Im „Office Eleven“ sind momentan nur 25 Prozent vermietet (an einen Schweizer Betrieb und einen Salzburger Dienstleister), weitere 25 Prozent stehen in Verhandlung. Dabei befinden sich die Preise pro Quadratmeter auf einem im Vergleich mit internationalen oder auch Wiener Verhältnissen eher niedrigen Niveau: zwischen 8,72 und 10,90 Euro. In Wien erzielen Topbüroimmobilien etwa 13,08 Euro.

Selbst mit diesen günstigen Preisen besteht in Salzburg bei 1a-Lagen noch immer ein deutlicher Abstand zu 1b-und Nebenlagen, die einen Mietzins von 5,45 bis 7,27 Euro erzielen. Gerade diese „Altimmobilien mit unzureichender Infrastruktur werden unter die Räder kommen“, so Genser.


Weiter Preisrutsch

Die Leerstandsrate beträgt nach Schätzungen Hölzls derzeit an die sechs Prozent.

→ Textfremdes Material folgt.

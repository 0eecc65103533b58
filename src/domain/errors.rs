//! Domain validation errors.

use std::fmt;

/// Errors that can occur during domain value object validation.
#[derive(Debug, Clone, PartialEq, Eq)]
pub enum ValidationError {
    /// The provided phone number is not exactly ten ASCII digits.
    InvalidPhone(String),
}

impl fmt::Display for ValidationError {
    fn fmt(&self, f: &mut fmt::Formatter<'_>) -> fmt::Result {
        match self {
            Self::InvalidPhone(_) => write!(f, "Phone number must contain exactly 10 digits."),
        }
    }
}

impl std::error::Error for ValidationError {}
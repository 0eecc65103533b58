//! Record model: one contact and its phone numbers.

use crate::domain::{Name, Phone, ValidationError};
use serde::{Deserialize, Serialize};
use std::fmt;

/// A single contact: a name plus an ordered list of phone numbers.
///
/// Duplicate numbers are allowed. Every stored number has passed
/// [`Phone::new`] validation.
#[derive(Debug, Clone, PartialEq, Eq, Serialize, Deserialize)]
pub struct Record {
    name: Name,
    phones: Vec<Phone>,
}

impl Record {
    /// Create a record with no phone numbers.
    pub fn new(name: impl Into<String>) -> Self {
        Self {
            name: Name::new(name),
            phones: Vec::new(),
        }
    }

    pub fn name(&self) -> &Name {
        &self.name
    }

    /// Phone numbers in the order they were added.
    pub fn phones(&self) -> &[Phone] {
        &self.phones
    }

    /// Validate `number` and append it.
    ///
    /// # Errors
    ///
    /// Returns `ValidationError::InvalidPhone` and leaves the record
    /// untouched if `number` is not a valid phone.
    pub fn add_phone(&mut self, number: impl Into<String>) -> Result<(), ValidationError> {
        let phone = Phone::new(number)?;
        self.phones.push(phone);
        Ok(())
    }

    /// Remove the first phone equal to `number`. Absent numbers are ignored.
    pub fn remove_phone(&mut self, number: &str) {
        if let Some(index) = self.position(number) {
            self.phones.remove(index);
        }
    }

    /// Replace the phone equal to `old` with `new`.
    ///
    /// The old entry is dropped and the new one goes to the end of the list.
    /// `old` is matched verbatim and never validated. When `old` is not on
    /// the record nothing happens, even if `new` is malformed.
    ///
    /// # Errors
    ///
    /// Returns `ValidationError::InvalidPhone` if `old` was found but `new`
    /// is not a valid phone. The old entry is already gone at that point.
    pub fn edit_phone(&mut self, old: &str, new: impl Into<String>) -> Result<(), ValidationError> {
        let Some(index) = self.position(old) else {
            return Ok(());
        };

        self.phones.remove(index);
        self.phones.push(Phone::new(new)?);
        Ok(())
    }

    /// Find the phone equal to `number`.
    pub fn find_phone(&self, number: &str) -> Option<&Phone> {
        self.phones.iter().find(|phone| *phone == number)
    }

    /// Phones joined with `separator`, in insertion order.
    pub fn join_phones(&self, separator: &str) -> String {
        self.phones
            .iter()
            .map(Phone::as_str)
            .collect::<Vec<_>>()
            .join(separator)
    }

    fn position(&self, number: &str) -> Option<usize> {
        self.phones.iter().position(|phone| phone == number)
    }
}

impl fmt::Display for Record {
    fn fmt(&self, f: &mut fmt::Formatter<'_>) -> fmt::Result {
        write!(
            f,
            "Contact name: {}, phones: {}",
            self.name,
            self.join_phones("; ")
        )
    }
}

Neben den Bauten in Schallmoos entstehen auch im Süden der Mozartstadt an der Alpenstraße und in Maxglan entlang der Innsbrucker Bundesstraße je drei neue Bürogebäude. Aber nicht alle Brancheninsider beurteilen diesen Bauboom positiv. Leo Hohla (von Stiller & Hohla) befürchtet, dass sich die Preise noch weiter nach unten bewegen werden. Da viele Baufirmen auch Developer seien, werde vielfach aus Arbeitsbeschaffungsgründen gebaut.

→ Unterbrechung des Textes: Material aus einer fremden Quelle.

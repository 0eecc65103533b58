//! Command handlers.
//!
//! Each handler takes the parsed arguments plus the address book and returns
//! either the text to show or a [`CommandError`]. [`respond`] turns both into
//! the final reply.

use crate::error::{CommandError, CommandResult};
use crate::models::{AddressBook, Record};
use tracing::{debug, info};

/// Greeting returned by `hello`.
pub const GREETING: &str = "How can I help you?";

/// Reply to `all` when the book is empty.
pub const NO_CONTACTS: &str = "No contacts found";

/// Collapse a handler result into the text shown to the user.
pub fn respond(result: CommandResult<String>) -> String {
    result.unwrap_or_else(|err| {
        debug!(error = ?err, "Command failed");
        err.to_string()
    })
}

fn arg(args: &[String], index: usize) -> CommandResult<&str> {
    args.get(index)
        .map(String::as_str)
        .ok_or(CommandError::MissingArgument)
}

/// `add <name> <phone>`: store a fresh record holding one phone.
///
/// An existing contact with the same name is replaced, phones and all.
pub fn add_contact(args: &[String], book: &mut AddressBook) -> CommandResult<String> {
    let name = arg(args, 0)?;
    let phone = arg(args, 1)?;

    let mut record = Record::new(name);
    record.add_phone(phone)?;

    if book.find(name).is_some() {
        info!(name = %name, "Overwriting existing contact");
    }
    book.add_record(record);

    Ok(format!("Contact '{}' added with phone {}", name, phone))
}

/// `change <name> <phone>`: replace the contact's first phone.
pub fn change_contact(args: &[String], book: &mut AddressBook) -> CommandResult<String> {
    let name = arg(args, 0)?;
    let phone = arg(args, 1)?;

    let record = book.find_mut(name).ok_or(CommandError::MissingContact)?;
    let first = record
        .phones()
        .first()
        .map(|p| p.as_str().to_string())
        .ok_or(CommandError::MissingArgument)?;
    record.edit_phone(&first, phone)?;

    debug!(name = %name, old = %first, new = %phone, "Phone changed");
    Ok(format!("Contact '{}' updated.", name))
}

/// `phone <name>`: list every phone of one contact.
pub fn show_phone(args: &[String], book: &AddressBook) -> CommandResult<String> {
    let name = arg(args, 0)?;
    let record = book.find(name).ok_or(CommandError::MissingContact)?;

    Ok(format!("Phone for '{}': {}", name, record.join_phones(", ")))
}

/// `all`: list every contact in insertion order.
pub fn show_all(book: &AddressBook) -> CommandResult<String> {
    if book.is_empty() {
        return Ok(NO_CONTACTS.to_string());
    }

    let lines: Vec<String> = book
        .iter()
        .map(|(name, record)| format!("{}: {}", name, record.join_phones(", ")))
        .collect();

    Ok(format!("All contacts:\n{}", lines.join("\n")))
}

#[cfg(test)]
mod tests {
    use super::*;

    fn args(tokens: &[&str]) -> Vec<String> {
        tokens.iter().map(|t| t.to_string()).collect()
    }

    #[test]
    fn test_add_contact() {
        let mut book = AddressBook::new();
        let reply = add_contact(&args(&["alice", "1234567890"]), &mut book).unwrap();
        assert_eq!(reply, "Contact 'alice' added with phone 1234567890");

        let record = book.find("alice").unwrap();
        assert_eq!(record.join_phones(","), "1234567890");
    }

    #[test]
    fn test_add_contact_overwrites() {
        let mut book = AddressBook::new();
        add_contact(&args(&["alice", "1111111111"]), &mut book).unwrap();
        add_contact(&args(&["alice", "2222222222"]), &mut book).unwrap();

        assert_eq!(book.len(), 1);
        assert_eq!(book.find("alice").unwrap().join_phones(","), "2222222222");
    }

    #[test]
    fn test_add_contact_invalid_phone_stores_nothing() {
        let mut book = AddressBook::new();
        let result = add_contact(&args(&["alice", "12345"]), &mut book);
        assert!(matches!(result, Err(CommandError::Validation(_))));
        assert!(book.is_empty());
    }

    #[test]
    fn test_add_contact_invalid_phone_keeps_existing() {
        let mut book = AddressBook::new();
        add_contact(&args(&["alice", "1111111111"]), &mut book).unwrap();
        assert!(add_contact(&args(&["alice", "oops"]), &mut book).is_err());
        assert_eq!(book.find("alice").unwrap().join_phones(","), "1111111111");
    }

    #[test]
    fn test_add_contact_missing_args() {
        let mut book = AddressBook::new();
        assert_eq!(
            add_contact(&args(&[]), &mut book),
            Err(CommandError::MissingArgument)
        );
        assert_eq!(
            add_contact(&args(&["alice"]), &mut book),
            Err(CommandError::MissingArgument)
        );
    }

    #[test]
    fn test_change_contact() {
        let mut book = AddressBook::new();
        let mut record = Record::new("alice");
        record.add_phone("1111111111").unwrap();
        record.add_phone("2222222222").unwrap();
        book.add_record(record);

        let reply = change_contact(&args(&["alice", "3333333333"]), &mut book).unwrap();
        assert_eq!(reply, "Contact 'alice' updated.");
        assert_eq!(
            book.find("alice").unwrap().join_phones(", "),
            "2222222222, 3333333333"
        );
    }

    #[test]
    fn test_change_missing_contact() {
        let mut book = AddressBook::new();
        let result = change_contact(&args(&["bob", "3333333333"]), &mut book);
        assert_eq!(respond(result), "This contact does not exist");
    }

    #[test]
    fn test_change_contact_without_phones() {
        let mut book = AddressBook::new();
        book.add_record(Record::new("carol"));
        let result = change_contact(&args(&["carol", "3333333333"]), &mut book);
        assert_eq!(result, Err(CommandError::MissingArgument));
    }

    #[test]
    fn test_change_contact_invalid_phone_drops_first() {
        let mut book = AddressBook::new();
        add_contact(&args(&["alice", "1111111111"]), &mut book).unwrap();
        let result = change_contact(&args(&["alice", "nope"]), &mut book);
        assert_eq!(respond(result), "Phone number must contain exactly 10 digits.");
        assert!(book.find("alice").unwrap().phones().is_empty());

        let again = change_contact(&args(&["alice", "3333333333"]), &mut book);
        assert_eq!(again, Err(CommandError::MissingArgument));
    }

    #[test]
    fn test_show_phone_lists_all_in_order() {
        let mut book = AddressBook::new();
        let mut record = Record::new("alice");
        record.add_phone("1111111111").unwrap();
        record.add_phone("2222222222").unwrap();
        book.add_record(record);

        let reply = show_phone(&args(&["alice"]), &book).unwrap();
        assert_eq!(reply, "Phone for 'alice': 1111111111, 2222222222");
    }

    #[test]
    fn test_show_phone_errors() {
        let book = AddressBook::new();
        assert_eq!(
            show_phone(&args(&["ghost"]), &book),
            Err(CommandError::MissingContact)
        );
        assert_eq!(show_phone(&args(&[]), &book), Err(CommandError::MissingArgument));
    }

    #[test]
    fn test_show_all_empty() {
        assert_eq!(show_all(&AddressBook::new()).unwrap(), "No contacts found");
    }

    #[test]
    fn test_show_all() {
        let mut book = AddressBook::new();
        add_contact(&args(&["bob", "2222222222"]), &mut book).unwrap();
        add_contact(&args(&["alice", "1111111111"]), &mut book).unwrap();
        book.find_mut("alice").unwrap().add_phone("3333333333").unwrap();

        assert_eq!(
            show_all(&book).unwrap(),
            "All contacts:\nbob: 2222222222\nalice: 1111111111, 3333333333"
        );
    }
}
#![doc = include_str!("../README.md")]
#![no_std]
#![deny(
    unsafe_code,
    unused_imports,
    unused_variables,
    unused_must_use,
    missing_docs,
    clippy::all,
    clippy::unwrap_used,
    clippy::expect_used,
    clippy::dbg_macro,
    clippy::todo,
    clippy::unimplemented
)]

#[macro_use]
extern crate alloc;

mod check;
pub use check::Corruption;

mod render;

mod tree;
pub use tree::{Iter, SymbolTable};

Noch Zukunftsmusik stellen die ambitionierten Pläne für eine Verbauung der ÖBB-und Postareale in Bahnhofsnähe dar - die in die 100.000 Quadratmeter projektierter oder bereits in Bau befindlicher Büro- und Geschäftsflächen noch gar nicht eingerechnet sind: Mit unter anderem drei Hochhäusern (zwischen 45 und 60 Meter aufragend) und mehr als 120.000 Quadratmetern Bruttogeschoßflächen würde nicht nur das Stadtbild entscheidend verändert.

Eine Debatte um diese Bürotürme nach dem Muster Wien-Mitte scheint vorprogrammiert. Zur Verdichtung in der Stadt gebe es, so Planungsstadtrat Johann Padutsch, keine Alternative, wenn gleichzeitig die Grünräume um die Stadt erhalten bleiben sollen. Eine Verdichtung sei eben großteils nur über die Höhenentwicklung möglich.

Vielleicht erübrigt sich die Stadtplanungsdiskussion aber auch: Wenn keine Mieter für die Hochhäuser gefunden werden können, bleibt Salzburg am Boden.